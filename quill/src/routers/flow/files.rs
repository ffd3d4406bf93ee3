use std::path::PathBuf;

use iced::Task;

use crate::app::{App, AppEvent};
use crate::routers;
use crate::widgets::editor::EditorCommand;
use crate::widgets::explorer::ExplorerCommand;

/// Explorer asked to open a file: hand it to the editor.
pub(crate) fn open_from_tree(
    app: &mut App,
    path: PathBuf,
    name: String,
) -> Task<AppEvent> {
    routers::editor::route_command(
        app,
        EditorCommand::OpenFromTree { path, name },
    )
}

/// Editor loaded a file: highlight it in the tree.
pub(crate) fn mark_opened(app: &mut App, path: PathBuf) -> Task<AppEvent> {
    routers::explorer::route_command(app, ExplorerCommand::MarkActive { path })
}
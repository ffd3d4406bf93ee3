use std::io;
use std::path::PathBuf;

use thiserror::Error;

#[derive(Error, Debug)]
pub enum GatewayError {
    #[error("{}: {source}", .path.display())]
    Io {
        path: PathBuf,
        #[source]
        source: io::Error,
    },

    #[error("{} is not a directory", .0.display())]
    NotADirectory(PathBuf),

    #[error("{} is not a file", .0.display())]
    NotAFile(PathBuf),
}

impl GatewayError {
    pub(crate) fn io(path: impl Into<PathBuf>, source: io::Error) -> Self {
        Self::Io {
            path: path.into(),
            source,
        }
    }

    /// Short message suitable for a status line.
    pub fn message(&self) -> String {
        match self {
            Self::Io { source, .. } => source.to_string(),
            other => other.to_string(),
        }
    }
}
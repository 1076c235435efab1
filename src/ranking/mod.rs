//! Page importance scoring.
//!
//! `score_page` is pure and total: every input, including missing or garbage
//! fields, produces an integer score in `0..=100` and exactly one category.

pub mod category;
pub mod factors;
pub mod tier;

use chrono::{DateTime, Utc};
use serde::{Deserialize, Serialize};

pub use category::Category;
pub use tier::TierMatch;

pub const SITEMAP_WEIGHT: f64 = 0.30;
pub const URL_STRUCTURE_WEIGHT: f64 = 0.25;
pub const TITLE_WEIGHT: f64 = 0.20;
pub const CATEGORY_WEIGHT: f64 = 0.15;
pub const FRESHNESS_WEIGHT: f64 = 0.10;

pub const UNTITLED: &str = "Untitled";

/// Attributes the scorer reads. Borrowed so a window can be scored without copying rows.
#[derive(Debug, Clone, Copy)]
pub struct ScoreInput<'a> {
    pub url: &'a str,
    pub title: Option<&'a str>,
    pub sitemap_priority: Option<f64>,
    pub last_modified: Option<&'a str>,
    pub domain: &'a str,
}

/// Sub-scores kept for explainability. Persisted as JSON.
#[derive(Debug, Clone, Copy, PartialEq, Serialize, Deserialize)]
#[serde(rename_all = "camelCase")]
pub struct RankingFactors {
    pub sitemap: f64,
    pub url_structure: f64,
    pub title: f64,
    pub category: f64,
    pub freshness: f64,
}

impl RankingFactors {
    pub fn weighted_sum(&self) -> f64 {
        self.sitemap * SITEMAP_WEIGHT
            + self.url_structure * URL_STRUCTURE_WEIGHT
            + self.title * TITLE_WEIGHT
            + self.category * CATEGORY_WEIGHT
            + self.freshness * FRESHNESS_WEIGHT
    }
}

#[derive(Debug, Clone, PartialEq, Serialize)]
pub struct PageScore {
    pub importance_score: i64,
    pub category: Category,
    pub factors: RankingFactors,
    /// Business-value tier. Does not feed the importance score.
    pub tier: TierMatch,
}

pub fn score_page(input: &ScoreInput<'_>, now: DateTime<Utc>) -> PageScore {
    let title = input.title.unwrap_or(UNTITLED);
    let category = category::classify(input.url, title, input.domain);

    let factors = RankingFactors {
        sitemap: factors::sitemap_score(input.sitemap_priority),
        url_structure: factors::url_structure_score(input.url, input.domain),
        title: factors::title_score(title),
        category: f64::from(category.score()),
        freshness: factors::freshness_score(input.last_modified, now),
    };

    PageScore {
        importance_score: clamp_score(factors.weighted_sum()),
        category,
        factors,
        tier: tier::classify_tier(input.url, input.title),
    }
}

fn clamp_score(raw: f64) -> i64 {
    if raw.is_nan() {
        return 0;
    }
    (raw.round() as i64).clamp(0, 100)
}
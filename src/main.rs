mod batch;
mod db;
mod error;
mod ranking;
mod repository;
mod settings;
mod stats;
mod top_pages;

#[cfg(test)]
mod testing;

use std::path::PathBuf;
use std::time::Instant;

use anyhow::Context;
use chrono::Utc;
use clap::{Args, Parser, Subcommand};

use crate::db::SqliteStore;
use crate::ranking::{score_page, ScoreInput};
use crate::settings::Settings;

#[derive(Parser)]
#[command(
    name = "page_ranker",
    about = "Score, categorize and flag the top pages of crawled websites"
)]
struct Cli {
    /// SQLite database with websites and pages (overrides RANKER_DB_PATH)
    #[arg(long, global = true)]
    db: Option<PathBuf>,

    #[command(subcommand)]
    command: Option<Commands>,
}

#[derive(Subcommand)]
enum Commands {
    /// Recompute every page score, flag top pages, print stats (default)
    Rank(RankArgs),
    /// Flag top pages from the scores already stored
    Select(SelectArgs),
    /// Show ranking statistics
    Stats,
    /// List the flagged top pages of one website
    Top {
        /// Website id
        website_id: i64,
        /// Max rows to display
        #[arg(short = 'n', long, default_value = "20")]
        limit: i64,
    },
    /// Score a single page without touching the database
    Score {
        url: String,
        #[arg(long)]
        title: Option<String>,
        /// Sitemap priority in [0, 1]
        #[arg(long)]
        priority: Option<f64>,
        /// Last modified timestamp (RFC 3339 or YYYY-MM-DD)
        #[arg(long)]
        last_modified: Option<String>,
        /// Website domain used to strip the URL down to its path
        #[arg(long, default_value = "")]
        domain: String,
    },
}

#[derive(Args, Default)]
struct RankArgs {
    /// Pages per window (default 1000)
    #[arg(long)]
    window: Option<i64>,
    /// Tries per page update before it counts as failed
    #[arg(long)]
    attempts: Option<u32>,
    /// Record failed updates and continue instead of aborting the run
    #[arg(long)]
    keep_going: bool,
    #[command(flatten)]
    select: SelectArgs,
}

#[derive(Args, Default)]
struct SelectArgs {
    /// Top pages per website (default 20)
    #[arg(long)]
    top: Option<i64>,
    /// Only set flags; keep flags on pages that left the top set
    #[arg(long)]
    additive_flags: bool,
}

impl SelectArgs {
    fn apply(&self, settings: &mut Settings) {
        if let Some(n) = self.top {
            settings.top_n = n;
        }
        settings.additive_flags |= self.additive_flags;
    }
}

impl RankArgs {
    fn apply(&self, settings: &mut Settings) {
        if let Some(n) = self.window {
            settings.window_size = n;
        }
        if let Some(n) = self.attempts {
            settings.update_attempts = n;
        }
        settings.keep_going |= self.keep_going;
        self.select.apply(settings);
    }
}

#[tokio::main]
async fn main() -> anyhow::Result<()> {
    tracing_subscriber::fmt()
        .with_env_filter(
            tracing_subscriber::EnvFilter::try_from_default_env()
                .unwrap_or_else(|_| "info".into()),
        )
        .init();

    let t0 = Instant::now();
    let cli = Cli::parse();
    let mut settings = Settings::load()?;
    if let Some(db) = cli.db {
        settings.db_path = db;
    }

    let command = cli.command.unwrap_or(Commands::Rank(RankArgs::default()));
    let result = match command {
        Commands::Rank(args) => {
            args.apply(&mut settings);
            settings.validate()?;
            let store = SqliteStore::open(&settings.db_path)?;

            let run_clock = Utc::now();
            println!("Ranking pages in {:?}...", settings.db_path);
            let report = batch::rank_all_pages(&store, &settings.batch_options(), run_clock)
                .await
                .context("ranking run aborted")?;
            report.print();

            let selection = top_pages::flag_top_pages(&store, &settings.selection_options())
                .await
                .context("top page selection aborted")?;
            println!(
                "Flagged {} top pages across {} websites.",
                selection.flagged, selection.groups
            );

            println!();
            stats::collect(&store).await?.print();
            Ok(())
        }
        Commands::Select(args) => {
            args.apply(&mut settings);
            settings.validate()?;
            let store = SqliteStore::open(&settings.db_path)?;
            let selection = top_pages::flag_top_pages(&store, &settings.selection_options())
                .await
                .context("top page selection aborted")?;
            println!(
                "Flagged {} top pages across {} websites.",
                selection.flagged, selection.groups
            );
            Ok(())
        }
        Commands::Stats => {
            let store = SqliteStore::open(&settings.db_path)?;
            stats::collect(&store).await?.print();
            Ok(())
        }
        Commands::Top { website_id, limit } => {
            let store = SqliteStore::open(&settings.db_path)?;
            let rows = store.fetch_top_pages(website_id, limit).await?;
            if rows.is_empty() {
                println!("No top pages for website {}. Run 'rank' first.", website_id);
                return Ok(());
            }

            println!(
                "{:>3} | {:>8} | {:>5} | {:<14} | {:<32} | {:<40}",
                "#", "Page", "Score", "Category", "Title", "URL"
            );
            println!("{}", "-".repeat(117));
            for (i, r) in rows.iter().enumerate() {
                println!(
                    "{:>3} | {:>8} | {:>5} | {:<14} | {:<32} | {:<40}",
                    i + 1,
                    r.page_id,
                    r.importance_score,
                    r.category,
                    truncate(&r.title, 32),
                    truncate(&r.url, 40)
                );
            }
            Ok(())
        }
        Commands::Score {
            url,
            title,
            priority,
            last_modified,
            domain,
        } => {
            let input = ScoreInput {
                url: &url,
                title: title.as_deref(),
                sitemap_priority: priority,
                last_modified: last_modified.as_deref(),
                domain: &domain,
            };
            let score = score_page(&input, Utc::now());
            println!("{}", serde_json::to_string_pretty(&score)?);
            Ok(())
        }
    };

    let elapsed = t0.elapsed();
    if elapsed.as_secs() >= 1 {
        println!("\nDone in {}", format_duration(elapsed));
    }

    result
}

fn truncate(s: &str, max: usize) -> String {
    if s.chars().count() <= max {
        s.to_string()
    } else {
        let truncated: String = s.chars().take(max.saturating_sub(3)).collect();
        format!("{}...", truncated)
    }
}

fn format_duration(d: std::time::Duration) -> String {
    let secs = d.as_secs();
    if secs < 60 {
        format!("{:.1}s", d.as_secs_f64())
    } else if secs < 3600 {
        format!("{}m {}s", secs / 60, secs % 60)
    } else {
        format!("{}h {}m {}s", secs / 3600, (secs % 3600) / 60, secs % 60)
    }
}
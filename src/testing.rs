//! In-memory stores for tests.

use std::collections::HashMap;
use std::sync::Mutex;

use async_trait::async_trait;
use rusqlite::Connection;

use crate::db::SqliteStore;
use crate::error::{StoreError, StoreResult};
use crate::ranking::PageScore;
use crate::repository::{GroupRef, PageRepository, PageRow, ScoreStats, TierCount};

const SCHEMA: &str = include_str!("../tests/fixtures/schema.sql");

/// Builds an in-memory database with the production table layout.
pub struct Fixture {
    conn: Connection,
}

impl Fixture {
    pub fn new() -> Self {
        Self::with_schema(SCHEMA)
    }

    pub fn with_schema(sql: &str) -> Self {
        let conn = Connection::open_in_memory().unwrap();
        conn.execute_batch(sql).unwrap();
        Self { conn }
    }

    pub fn company(&self, name: &str, industry: Option<&str>) -> i64 {
        self.conn
            .execute(
                "INSERT INTO companies (name, industry) VALUES (?1, ?2)",
                rusqlite::params![name, industry],
            )
            .unwrap();
        self.conn.last_insert_rowid()
    }

    pub fn website(&self, company_id: i64, domain: &str, status: &str) -> i64 {
        self.conn
            .execute(
                "INSERT INTO websites (company_id, domain, analysis_status) VALUES (?1, ?2, ?3)",
                rusqlite::params![company_id, domain, status],
            )
            .unwrap();
        self.conn.last_insert_rowid()
    }

    pub fn page(
        &self,
        website_id: i64,
        url: &str,
        title: Option<&str>,
        priority: Option<f64>,
        last_modified: Option<&str>,
    ) -> i64 {
        self.conn
            .execute(
                "INSERT INTO website_pages (website_id, url, title, sitemap_priority, last_modified)
                 VALUES (?1, ?2, ?3, ?4, ?5)",
                rusqlite::params![website_id, url, title, priority, last_modified],
            )
            .unwrap();
        self.conn.last_insert_rowid()
    }

    pub fn into_store(self) -> SqliteStore {
        SqliteStore::from_connection(self.conn)
    }
}

/// Wraps a store and fails score updates for chosen pages. Each entry is the
/// number of attempts that fail before the page starts succeeding;
/// `u32::MAX` fails forever.
pub struct FlakyStore<R> {
    inner: R,
    failures: Mutex<HashMap<i64, u32>>,
}

impl<R> FlakyStore<R> {
    pub fn new(inner: R) -> Self {
        Self {
            inner,
            failures: Mutex::new(HashMap::new()),
        }
    }

    pub fn fail_page(self, page_id: i64, times: u32) -> Self {
        self.failures.lock().unwrap().insert(page_id, times);
        self
    }

    pub fn inner(&self) -> &R {
        &self.inner
    }

    fn should_fail(&self, page_id: i64) -> bool {
        let mut failures = self.failures.lock().unwrap();
        match failures.get_mut(&page_id) {
            Some(0) | None => false,
            Some(remaining) => {
                if *remaining != u32::MAX {
                    *remaining -= 1;
                }
                true
            }
        }
    }
}

#[async_trait]
impl<R: PageRepository> PageRepository for FlakyStore<R> {
    async fn count_pages(&self) -> StoreResult<i64> {
        self.inner.count_pages().await
    }

    async fn fetch_page_window(&self, offset: i64, limit: i64) -> StoreResult<Vec<PageRow>> {
        self.inner.fetch_page_window(offset, limit).await
    }

    async fn update_page_score(&self, page_id: i64, score: &PageScore) -> StoreResult<()> {
        if self.should_fail(page_id) {
            return Err(StoreError::Sqlite(rusqlite::Error::SqliteFailure(
                rusqlite::ffi::Error::new(rusqlite::ffi::SQLITE_BUSY),
                Some("database is locked".into()),
            )));
        }
        self.inner.update_page_score(page_id, score).await
    }

    async fn list_completed_groups(&self) -> StoreResult<Vec<GroupRef>> {
        self.inner.list_completed_groups().await
    }

    async fn select_top_page_ids(&self, group_id: i64, limit: i64) -> StoreResult<Vec<i64>> {
        self.inner.select_top_page_ids(group_id, limit).await
    }

    async fn set_top_page_flag(&self, page_ids: &[i64], value: bool) -> StoreResult<()> {
        self.inner.set_top_page_flag(page_ids, value).await
    }

    async fn replace_top_pages(&self, group_id: i64, page_ids: &[i64]) -> StoreResult<()> {
        self.inner.replace_top_pages(group_id, page_ids).await
    }

    async fn aggregate_score_stats(&self) -> StoreResult<ScoreStats> {
        self.inner.aggregate_score_stats().await
    }

    async fn category_breakdown(&self) -> StoreResult<Vec<(String, i64)>> {
        self.inner.category_breakdown().await
    }

    async fn tier_breakdown(&self) -> StoreResult<Vec<TierCount>> {
        self.inner.tier_breakdown().await
    }
}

§

_EXERCISE_
Report every line of the records that contains the word "AppEvent".

_PROBLEM SOLUTION_
use crate::app::{App, AppEvent};
) -> Task<AppEvent> {
pub(crate) fn mark_opened(app: &mut App, path: PathBuf) -> Task<AppEvent> {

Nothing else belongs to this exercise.